- EXERCISE DIRECTIONS
Report all lines of the records that contain "timeout".

- RECORDS
....

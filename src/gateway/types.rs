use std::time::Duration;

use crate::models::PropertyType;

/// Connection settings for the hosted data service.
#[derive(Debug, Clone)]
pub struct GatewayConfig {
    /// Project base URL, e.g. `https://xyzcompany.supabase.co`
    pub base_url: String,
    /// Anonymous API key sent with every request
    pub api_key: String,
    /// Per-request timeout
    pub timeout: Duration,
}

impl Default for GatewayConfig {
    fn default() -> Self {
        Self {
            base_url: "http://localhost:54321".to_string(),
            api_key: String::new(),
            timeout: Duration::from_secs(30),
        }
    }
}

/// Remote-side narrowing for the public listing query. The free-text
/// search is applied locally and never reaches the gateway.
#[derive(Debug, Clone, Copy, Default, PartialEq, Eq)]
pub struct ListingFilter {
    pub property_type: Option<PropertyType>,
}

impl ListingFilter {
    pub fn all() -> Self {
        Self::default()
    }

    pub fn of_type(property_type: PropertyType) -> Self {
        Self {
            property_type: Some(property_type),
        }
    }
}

....

- SOLVED PROBLEM
    /// Per-request timeout
    pub timeout: Duration,
            timeout: Duration::from_secs(30),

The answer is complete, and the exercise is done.